Task objective:
Only the lines holding "next" are wanted here; copy each from the listing.

Task inputs:
-*-*-
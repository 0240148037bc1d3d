//! Fixed 6-byte hardware addresses of short-range peers.

use std::fmt;
use std::str::FromStr;

use serde::Deserialize;

use crate::error::RovLinkError;

/// Length of a hardware address
pub const PEER_ADDRESS_LEN: usize = 6;

/// Hardware address, written `AA:BB:CC:DD:EE:FF`
#[derive(Debug, Clone, Copy, PartialEq, Eq, Hash, Deserialize)]
#[serde(try_from = "String")]
pub struct PeerAddress([u8; PEER_ADDRESS_LEN]);

impl PeerAddress {
    pub const fn new(bytes: [u8; PEER_ADDRESS_LEN]) -> Self {
        Self(bytes)
    }

    pub const fn octets(&self) -> [u8; PEER_ADDRESS_LEN] {
        self.0
    }

    /// Read an address from the start of `bytes`
    pub fn from_slice(bytes: &[u8]) -> Option<Self> {
        let octets: [u8; PEER_ADDRESS_LEN] = bytes.get(..PEER_ADDRESS_LEN)?.try_into().ok()?;
        Some(Self(octets))
    }
}

impl fmt::Display for PeerAddress {
    fn fmt(&self, f: &mut fmt::Formatter<'_>) -> fmt::Result {
        let [a, b, c, d, e, g] = self.0;
        write!(f, "{:02X}:{:02X}:{:02X}:{:02X}:{:02X}:{:02X}", a, b, c, d, e, g)
    }
}

impl FromStr for PeerAddress {
    type Err = RovLinkError;

    fn from_str(s: &str) -> Result<Self, Self::Err> {
        let invalid = || RovLinkError::InvalidPeerAddress(s.to_string());

        let mut octets = [0u8; PEER_ADDRESS_LEN];
        let mut parts = s.split(':');

        for octet in octets.iter_mut() {
            let part = parts.next().ok_or_else(invalid)?;
            if part.len() != 2 {
                return Err(invalid());
            }
            *octet = u8::from_str_radix(part, 16).map_err(|_| invalid())?;
        }

        if parts.next().is_some() {
            return Err(invalid());
        }

        Ok(Self(octets))
    }
}

impl TryFrom<String> for PeerAddress {
    type Error = RovLinkError;

    fn try_from(value: String) -> Result<Self, Self::Error> {
        value.parse()
    }
}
-*-*-
Result of this task:
            let part = parts.next().ok_or_else(invalid)?;
        if parts.next().is_some() {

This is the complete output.